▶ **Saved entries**

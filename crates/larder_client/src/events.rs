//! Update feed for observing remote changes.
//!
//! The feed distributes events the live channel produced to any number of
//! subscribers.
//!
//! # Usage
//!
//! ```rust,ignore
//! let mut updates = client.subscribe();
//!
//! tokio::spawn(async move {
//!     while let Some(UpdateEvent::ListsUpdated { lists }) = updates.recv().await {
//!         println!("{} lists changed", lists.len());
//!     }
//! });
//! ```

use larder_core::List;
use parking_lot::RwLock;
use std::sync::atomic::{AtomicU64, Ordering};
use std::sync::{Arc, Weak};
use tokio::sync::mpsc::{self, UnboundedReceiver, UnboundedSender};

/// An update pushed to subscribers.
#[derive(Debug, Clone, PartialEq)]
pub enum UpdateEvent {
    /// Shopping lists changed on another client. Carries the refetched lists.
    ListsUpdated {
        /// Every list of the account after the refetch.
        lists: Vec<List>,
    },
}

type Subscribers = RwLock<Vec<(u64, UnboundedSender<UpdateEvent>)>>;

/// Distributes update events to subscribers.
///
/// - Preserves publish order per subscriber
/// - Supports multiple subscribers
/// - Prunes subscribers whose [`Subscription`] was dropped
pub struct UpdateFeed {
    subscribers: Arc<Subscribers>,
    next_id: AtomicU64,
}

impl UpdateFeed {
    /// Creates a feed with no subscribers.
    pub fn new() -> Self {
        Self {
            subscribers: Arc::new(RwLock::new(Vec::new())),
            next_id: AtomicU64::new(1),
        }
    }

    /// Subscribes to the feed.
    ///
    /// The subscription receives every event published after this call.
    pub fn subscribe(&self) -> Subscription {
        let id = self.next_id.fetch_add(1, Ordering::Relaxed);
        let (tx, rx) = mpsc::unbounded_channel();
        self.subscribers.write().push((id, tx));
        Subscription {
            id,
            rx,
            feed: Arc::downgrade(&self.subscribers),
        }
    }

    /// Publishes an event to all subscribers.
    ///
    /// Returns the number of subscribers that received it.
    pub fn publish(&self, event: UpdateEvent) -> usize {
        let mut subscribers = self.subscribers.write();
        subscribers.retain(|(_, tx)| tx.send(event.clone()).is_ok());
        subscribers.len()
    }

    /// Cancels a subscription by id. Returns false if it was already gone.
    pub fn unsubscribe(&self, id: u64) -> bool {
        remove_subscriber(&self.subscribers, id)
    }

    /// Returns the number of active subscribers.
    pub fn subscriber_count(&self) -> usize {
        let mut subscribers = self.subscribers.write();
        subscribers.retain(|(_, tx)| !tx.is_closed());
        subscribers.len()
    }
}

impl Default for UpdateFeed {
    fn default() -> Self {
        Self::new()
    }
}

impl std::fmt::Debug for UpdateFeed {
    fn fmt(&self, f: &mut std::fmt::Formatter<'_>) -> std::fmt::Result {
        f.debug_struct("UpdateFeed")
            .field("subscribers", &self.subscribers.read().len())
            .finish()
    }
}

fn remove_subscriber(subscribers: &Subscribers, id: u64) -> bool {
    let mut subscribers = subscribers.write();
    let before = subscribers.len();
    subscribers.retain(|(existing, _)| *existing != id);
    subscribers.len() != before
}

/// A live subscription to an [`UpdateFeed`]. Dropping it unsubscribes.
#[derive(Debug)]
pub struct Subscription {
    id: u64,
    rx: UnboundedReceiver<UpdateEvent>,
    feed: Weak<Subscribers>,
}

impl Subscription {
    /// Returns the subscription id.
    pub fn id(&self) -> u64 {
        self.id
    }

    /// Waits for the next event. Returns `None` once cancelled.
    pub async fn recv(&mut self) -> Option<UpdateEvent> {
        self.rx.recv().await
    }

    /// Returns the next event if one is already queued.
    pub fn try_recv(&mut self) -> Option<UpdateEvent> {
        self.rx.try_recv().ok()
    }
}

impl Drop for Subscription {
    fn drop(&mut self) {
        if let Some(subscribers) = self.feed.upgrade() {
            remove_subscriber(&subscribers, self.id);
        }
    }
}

▶ **What you need to do**
Repeat the whole of the data above exactly, keeping every word.

▶ **Task answer**
filename crates/larder_client/src/events.rs
//! Update feed for observing remote changes.
//!
//! The feed distributes events the live channel produced to any number of
//! subscribers.
//!
//! # Usage
//!
//! ```rust,ignore
//! let mut updates = client.subscribe();
//!
//! tokio::spawn(async move {
//!     while let Some(UpdateEvent::ListsUpdated { lists }) = updates.recv().await {
//!         println!("{} lists changed", lists.len());
//!     }
//! });
//! ```

use larder_core::List;
use parking_lot::RwLock;
use std::sync::atomic::{AtomicU64, Ordering};
use std::sync::{Arc, Weak};
use tokio::sync::mpsc::{self, UnboundedReceiver, UnboundedSender};

/// An update pushed to subscribers.
#[derive(Debug, Clone, PartialEq)]
pub enum UpdateEvent {
    /// Shopping lists changed on another client. Carries the refetched lists.
    ListsUpdated {
        /// Every list of the account after the refetch.
        lists: Vec<List>,
    },
}

type Subscribers = RwLock<Vec<(u64, UnboundedSender<UpdateEvent>)>>;

/// Distributes update events to subscribers.
///
/// - Preserves publish order per subscriber
/// - Supports multiple subscribers
/// - Prunes subscribers whose [`Subscription`] was dropped
pub struct UpdateFeed {
    subscribers: Arc<Subscribers>,
    next_id: AtomicU64,
}

impl UpdateFeed {
    /// Creates a feed with no subscribers.
    pub fn new() -> Self {
        Self {
            subscribers: Arc::new(RwLock::new(Vec::new())),
            next_id: AtomicU64::new(1),
        }
    }

    /// Subscribes to the feed.
    ///
    /// The subscription receives every event published after this call.
    pub fn subscribe(&self) -> Subscription {
        let id = self.next_id.fetch_add(1, Ordering::Relaxed);
        let (tx, rx) = mpsc::unbounded_channel();
        self.subscribers.write().push((id, tx));
        Subscription {
            id,
            rx,
            feed: Arc::downgrade(&self.subscribers),
        }
    }

    /// Publishes an event to all subscribers.
    ///
    /// Returns the number of subscribers that received it.
    pub fn publish(&self, event: UpdateEvent) -> usize {
        let mut subscribers = self.subscribers.write();
        subscribers.retain(|(_, tx)| tx.send(event.clone()).is_ok());
        subscribers.len()
    }

    /// Cancels a subscription by id. Returns false if it was already gone.
    pub fn unsubscribe(&self, id: u64) -> bool {
        remove_subscriber(&self.subscribers, id)
    }

    /// Returns the number of active subscribers.
    pub fn subscriber_count(&self) -> usize {
        let mut subscribers = self.subscribers.write();
        subscribers.retain(|(_, tx)| !tx.is_closed());
        subscribers.len()
    }
}

impl Default for UpdateFeed {
    fn default() -> Self {
        Self::new()
    }
}

impl std::fmt::Debug for UpdateFeed {
    fn fmt(&self, f: &mut std::fmt::Formatter<'_>) -> std::fmt::Result {
        f.debug_struct("UpdateFeed")
            .field("subscribers", &self.subscribers.read().len())
            .finish()
    }
}

fn remove_subscriber(subscribers: &Subscribers, id: u64) -> bool {
    let mut subscribers = subscribers.write();
    let before = subscribers.len();
    subscribers.retain(|(existing, _)| *existing != id);
    subscribers.len() != before
}

/// A live subscription to an [`UpdateFeed`]. Dropping it unsubscribes.
#[derive(Debug)]
pub struct Subscription {
    id: u64,
    rx: UnboundedReceiver<UpdateEvent>,
    feed: Weak<Subscribers>,
}

impl Subscription {
    /// Returns the subscription id.
    pub fn id(&self) -> u64 {
        self.id
    }

    /// Waits for the next event. Returns `None` once cancelled.
    pub async fn recv(&mut self) -> Option<UpdateEvent> {
        self.rx.recv().await
    }

    /// Returns the next event if one is already queued.
    pub fn try_recv(&mut self) -> Option<UpdateEvent> {
        self.rx.try_recv().ok()
    }
}

impl Drop for Subscription {
    fn drop(&mut self) {
        if let Some(subscribers) = self.feed.upgrade() {
            remove_subscriber(&subscribers, self.id);
        }
    }
}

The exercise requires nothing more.